Tuesday, April 17, 2018

I'm Fine, Dad...

At five, my kid is all about Daddy. We bond over all things guy. We sword fight, we wrestle, we run and jump and we charge into the woods. It's a great way for me to pretend I'm a kid again--I mean uh, hangout with my son.
Only now I’ve been replaced by the two boys across the street. Maybe seven and nine, they have new moves, new ideas, and they out “kid” me in every way. (I mean, hey, I’m only but so immature). They sword fight, only better. They build extravagant Lego space shuttles that put my rudimentary vehicles to shame. They don’t have jobs, so they are free to memorize the names and lines of every Star Wars villain. Simply put, I cannot compete. 

Sure, it’s nice to watch him interact and play in the front yard. Last week I was returning from my walk with the dogs. It was around six or so, that great time in the spring where the sun is low and warm and the trees were budding and I heard the sounds of kids playing in the yard. My yard. It was a nice little moment. 

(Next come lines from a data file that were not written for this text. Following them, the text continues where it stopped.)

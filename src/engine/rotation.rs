// SYNOID Hologram Rotation Estimator
// Copyright (c) 2026 Xing_The_Creator | SYNOID
//
// Turns sync-line edges into a continuously advancing angular position.
// Angles are fixed-point: one full turn is `1 << ROTATION_PRECISION`.

use serde::{Deserialize, Serialize};
use tracing::debug;

pub const ROTATION_PRECISION: u32 = 30;
pub const ROTATION_FULL: u32 = 1 << ROTATION_PRECISION;
pub const ROTATION_MASK: u32 = ROTATION_FULL - 1;

/// Number of measured periods kept for the median filter.
pub const ROTATION_HISTORY: usize = 8;

/// Tuning for the sync-edge estimator.
#[derive(Debug, Clone, Serialize, Deserialize, PartialEq)]
#[serde(default)]
pub struct RotationConfig {
    /// Bit of the GPIO input word carrying the sync line.
    pub sync_bit: u8,
    /// Measure on falling edges (`true`) or rising edges (`false`).
    pub falling_edge: bool,
    /// Edges closer than this many ticks to the previous one are retriggers.
    pub debounce_ticks: u32,
    /// Period assumed before any edge has been measured.
    pub default_period: u32,
    /// Lower clamp applied to the filtered period before dividing.
    pub min_period: u32,
    /// Calibration offset of the zero point, in degrees.
    pub zero_degrees: u32,
    /// Slow zero-point drift, in angle units per tick. Zero disables it.
    pub drift: i32,
}

impl Default for RotationConfig {
    fn default() -> Self {
        Self {
            sync_bit: 2,
            falling_edge: true,
            debounce_ticks: 10_000,
            default_period: 1 << 26,
            min_period: 1_000,
            zero_degrees: 286,
            drift: 0,
        }
    }
}

impl RotationConfig {
    pub fn zero_bias(&self) -> u32 {
        ((ROTATION_FULL / 360) as u64 * self.zero_degrees as u64) as u32 & ROTATION_MASK
    }
}

/// Median of the history window: sort a copy and average the middle pair.
pub fn median_period(history: &[u32; ROTATION_HISTORY]) -> u32 {
    let mut sorted = *history;
    sorted.sort_unstable();
    let mid = ROTATION_HISTORY / 2;
    ((sorted[mid - 1] as u64 + sorted[mid] as u64) / 2) as u32
}

pub struct RotationEstimator {
    config: RotationConfig,
    angle: u32,
    zero: u32,
    delta: u32,
    period: u32,
    history: [u32; ROTATION_HISTORY],
    history_pos: usize,
    sync_level: bool,
    last_edge: u32,
    last_tick: Option<u32>,
    edges: u64,
}

impl RotationEstimator {
    pub fn new(config: RotationConfig) -> Self {
        let period = config.default_period.max(config.min_period).max(1);
        Self {
            zero: config.zero_bias(),
            angle: 0,
            delta: ROTATION_FULL / period,
            period,
            history: [period; ROTATION_HISTORY],
            history_pos: 0,
            // Idle level is the opposite of the measured edge.
            sync_level: config.falling_edge,
            last_edge: 0,
            last_tick: None,
            edges: 0,
            config,
        }
    }

    /// Extract the sync level from a raw GPIO input word.
    pub fn sync_level_of(&self, inputs: u32) -> bool {
        (inputs >> self.config.sync_bit) & 1 == 1
    }

    /// Advance the estimate to `now` (a wrapping tick counter) given the
    /// current sync level, returning the calibrated angle.
    pub fn update(&mut self, now: u32, level: bool) -> u32 {
        let since_edge = now.wrapping_sub(self.last_edge);

        if level != self.sync_level {
            self.sync_level = level;
            let active = if self.config.falling_edge { !level } else { level };
            if active {
                self.last_edge = now;
                if since_edge > self.config.debounce_ticks {
                    self.record_period(since_edge);
                }
            }
        }

        let dtick = match self.last_tick {
            Some(prev) => now.wrapping_sub(prev),
            None => 0,
        };
        self.last_tick = Some(now);

        self.angle = self.angle.wrapping_add(dtick.wrapping_mul(self.delta)) & ROTATION_MASK;
        self.zero = self
            .zero
            .wrapping_add(ROTATION_FULL)
            .wrapping_add(dtick.wrapping_mul(self.config.drift as u32))
            & ROTATION_MASK;

        self.angle()
    }

    fn record_period(&mut self, elapsed: u32) {
        self.history_pos = (self.history_pos + 1) % ROTATION_HISTORY;
        self.history[self.history_pos] = elapsed;
        self.period = median_period(&self.history).max(self.config.min_period).max(1);
        self.delta = ROTATION_FULL / self.period;
        self.edges += 1;
        debug!(
            "[ROTATION] edge #{} elapsed={} period={} delta={}",
            self.edges, elapsed, self.period, self.delta
        );
    }

    /// Calibrated angle without advancing time.
    pub fn angle(&self) -> u32 {
        self.angle.wrapping_add(self.zero) & ROTATION_MASK
    }

    pub fn period(&self) -> u32 {
        self.period
    }

    pub fn delta(&self) -> u32 {
        self.delta
    }

    pub fn edges(&self) -> u64 {
        self.edges
    }

    pub fn history(&self) -> &[u32; ROTATION_HISTORY] {
        &self.history
    }
}

#[cfg(test)]
mod tests {
    use super::*;
    use rand::seq::SliceRandom;

    fn no_bias() -> RotationConfig {
        RotationConfig {
            zero_degrees: 0,
            ..RotationConfig::default()
        }
    }

    /// Drive one falling edge at `t`.
    fn pulse(est: &mut RotationEstimator, t: u32) {
        est.update(t.wrapping_sub(100), true);
        est.update(t, false);
    }

    #[test]
    fn test_median_is_middle_pair_average() {
        let h = [9, 1, 8, 2, 7, 3, 6, 4];
        // sorted: 1 2 3 4 6 7 8 9 -> (4 + 6) / 2
        assert_eq!(median_period(&h), 5);
    }

    #[test]
    fn test_median_ignores_insertion_order() {
        let base = [40_000, 41_000, 39_500, 400_000, 40_200, 12_000, 40_100, 39_900];
        let expected = median_period(&base);
        let mut rng = rand::thread_rng();
        for _ in 0..200 {
            let mut shuffled = base;
            shuffled.shuffle(&mut rng);
            assert_eq!(median_period(&shuffled), expected);
        }
        assert_eq!(expected, (40_000 + 40_100) / 2);
    }

    #[test]
    fn test_median_does_not_overflow() {
        let h = [u32::MAX; ROTATION_HISTORY];
        assert_eq!(median_period(&h), u32::MAX);
    }

    #[test]
    fn test_starts_at_zero_bias_with_default_period() {
        let cfg = RotationConfig::default();
        let bias = cfg.zero_bias();
        let mut est = RotationEstimator::new(cfg.clone());
        assert_eq!(est.update(5_000, true), bias);
        assert_eq!(est.period(), cfg.default_period);
        assert_eq!(est.delta(), ROTATION_FULL / cfg.default_period);
    }

    #[test]
    fn test_locks_onto_steady_period() {
        let mut est = RotationEstimator::new(no_bias());
        let period = 50_000u32;
        let mut t = 1_000u32;
        for _ in 0..ROTATION_HISTORY + 1 {
            t += period;
            pulse(&mut est, t);
        }
        assert_eq!(est.period(), period);
        assert_eq!(est.delta(), ROTATION_FULL / period);

        // A quarter period later the angle advanced by a quarter turn.
        let before = est.update(t, true);
        let after = est.update(t + period / 4, true);
        let advanced = after.wrapping_sub(before) & ROTATION_MASK;
        let quarter = ROTATION_FULL / 4;
        assert!(advanced.abs_diff(quarter) < ROTATION_FULL / 1000);
    }

    #[test]
    fn test_debounce_rejects_retrigger() {
        let mut est = RotationEstimator::new(no_bias());
        let mut t = 0u32;
        for _ in 0..ROTATION_HISTORY {
            t += 50_000;
            pulse(&mut est, t);
        }
        let edges = est.edges();
        // Spurious edge 5000 ticks later is below the 10000 floor.
        pulse(&mut est, t + 5_000);
        assert_eq!(est.edges(), edges);
        assert_eq!(est.period(), 50_000);
    }

    #[test]
    fn test_single_outlier_is_filtered() {
        let mut est = RotationEstimator::new(no_bias());
        let mut t = 0u32;
        for _ in 0..ROTATION_HISTORY {
            t += 60_000;
            pulse(&mut est, t);
        }
        t += 600_000;
        pulse(&mut est, t);
        assert_eq!(est.period(), 60_000);
    }

    #[test]
    fn test_period_clamped_before_divide() {
        let cfg = RotationConfig {
            debounce_ticks: 0,
            min_period: 2_000,
            default_period: 0,
            ..no_bias()
        };
        let mut est = RotationEstimator::new(cfg);
        assert_eq!(est.period(), 2_000);
        for i in 1..20u32 {
            pulse(&mut est, i * 150);
        }
        assert!(est.period() >= 2_000);
        assert_eq!(est.delta(), ROTATION_FULL / est.period());
    }

    #[test]
    fn test_tick_counter_wraparound() {
        let mut est = RotationEstimator::new(no_bias());
        let period = 40_000u32;
        let mut t = u32::MAX - 3 * period;
        for _ in 0..ROTATION_HISTORY + 2 {
            t = t.wrapping_add(period);
            pulse(&mut est, t);
        }
        assert_eq!(est.period(), period);
    }

    #[test]
    fn test_rising_edge_polarity() {
        let cfg = RotationConfig {
            falling_edge: false,
            ..no_bias()
        };
        let mut est = RotationEstimator::new(cfg);
        let mut t = 0u32;
        for _ in 0..ROTATION_HISTORY {
            t += 30_000;
            est.update(t - 100, false);
            est.update(t, true);
        }
        assert_eq!(est.period(), 30_000);
    }

    #[test]
    fn test_sync_bit_extraction() {
        let est = RotationEstimator::new(RotationConfig::default());
        assert!(est.sync_level_of(0b100));
        assert!(!est.sync_level_of(0b011));
    }

    #[test]
    fn test_drift_moves_zero_point() {
        let cfg = RotationConfig {
            drift: 3,
            ..no_bias()
        };
        let mut est = RotationEstimator::new(cfg);
        est.update(0, true);
        let a0 = est.angle();
        let a1 = est.update(1_000, true);
        let expected = (a0 as u64 + 1_000 * est.delta() as u64 + 3_000) as u32 & ROTATION_MASK;
        assert_eq!(a1, expected);
    }
}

“Hey buddy,” I said, getting to the driveway. 


He was busy, on the swing out front. The neighbor kids were pushing him (a little too high for my taste) and he was having a blast. I nodded, knowing how the swing sort of veers back into the tree after so many times and I was worried about his head hitting the tree so I edged my way over, you know, just so that I could swoop in if something were to happen. 

But my kid saw me coming, and I swear, I think he might have rolled his eyes. 
“Dad, I’m fine.”

And he was fine.  Completely, wonderfully, fine. SoI trudged up the driveway to the carport, where I found my wife standing there, smiling at me the way Adrian smiled at Rocky after a good pummeling. She wrapped me in a towel, rubbed my shoulders, and we commenced to what I think is considered an adult conversation. 

Okay, it wasn’t quite that dramatic, but after two years of being Mr. Fun, it does feel a little like a demotion. Though it is kind of cool watching this boy—not baby, not toddler, but all boy—run and play and charge and create. And if I’m being honest, my back sort of needs a rest. 

Monday, March 26, 2018

Phased Out

We're always saying how time moves so much slower when you're a kid. When you get to be an adult everything speeds up and the years go swooshing by. Yeah, I suppose,but in some ways maybe not. Think about it, for a kid, every day is one action-packed with rapid growth and development. Change comes hurling itself at them by the hour. Where I'm rigid and set in my ways, my son is still malleable—at least until it comes to lunch options...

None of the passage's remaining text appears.